We have spent years trying to solve the problem of access to knowledge.
More research. More evaluations. More reports. More data. And now, with AI, we can find, connect and synthesise information at a scale we could not have imagined even a few years ago.
But what if the problem has changed?
What if we no longer have a knowledge problem, but an understanding problem?
Knowledge can tell us what happened. Understanding requires us to see how things connect, what they mean in context and, importantly, how they are experienced by the people closest to the problem.

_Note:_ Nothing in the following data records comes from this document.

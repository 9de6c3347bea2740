//! SkyRoute library entry points.
//!
//! This crate models a fixed airport network as a complete directed graph of
//! flights and answers shortest-path queries over it under a selectable cost
//! metric. Higher-level consumers (CLI, HTTP service) should only depend on the
//! functions exported here instead of reimplementing behavior.
//!

#![deny(warnings)]

pub mod airport;
pub mod dataset;
pub mod engine;
pub mod error;
pub mod geo;
pub mod graph;
pub mod output;
pub mod path;
pub mod routing;

pub use airport::{Airport, AirportSet};
pub use dataset::{
    airports_from_csv_reader, airports_from_json_reader, load_airports, load_airports_or_sample,
    resolve_airports_path, sample_airports, AIRPORTS_ENV_VAR,
};
pub use engine::{GraphSnapshot, RouteGraphEngine};
pub use error::{Error, Result};
pub use geo::{derive_edge_metrics, great_circle_distance, CostModel, EdgeMetrics};
pub use graph::{build_graph, Route, RouteGraph};
pub use output::{format_with_separators, RouteEndpoint, RouteSegment, RouteSummary};
pub use path::find_route_dijkstra;
pub use routing::{plan_route, OptimizationResult, RouteMetric, RouteRequest};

Take something as seemingly straightforward as extreme heat. Data can tell us how temperatures are changing. Research can tell us about the health and economic consequences. But speak to a street vendor, and suddenly those separate pieces connect. Heat affects how long she can work. That affects her income. Her ability to stop working depends on healthcare, social protection and the realities of supporting a family.
Her experience doesn’t compete with the data. It gives the data context and consequence.
And it raises a larger question: what changes when that lived experience enters our understanding of a problem at the beginning, rather than after the solution has already been designed?
This is part of the thinking behind Apurva LENS.
The idea is to help make the knowledge that already exists work for us — bringing together research, evidence and organisational learning with the voices and lived experiences of communities, and revealing the connections between them.
Because understanding isn’t simply about having more information. It’s about seeing how things connect and retaining the context behind them.
AI can help us see more of that picture. It can surface patterns, connect perspectives and synthesise knowledge at a scale that wasn’t possible before.
But it cannot make the judgment for us.
Someone still has to ask: What does this mean? Whose experience matters here? Does this change how we understand the problem? What should we do differently?
That remains human work.
The opportunity with AI, then, isn’t to take humans out of decision-making. It is to take some of the burden of managing knowledge away from them, helping us move from knowledge to understanding and from understanding to action.
And when what organisations have learned comes together with the lived wisdom of communities, something more becomes possible: collective wisdom that can help us understand and respond to complex problems together.
For us, that is where technology becomes interesting for systems change.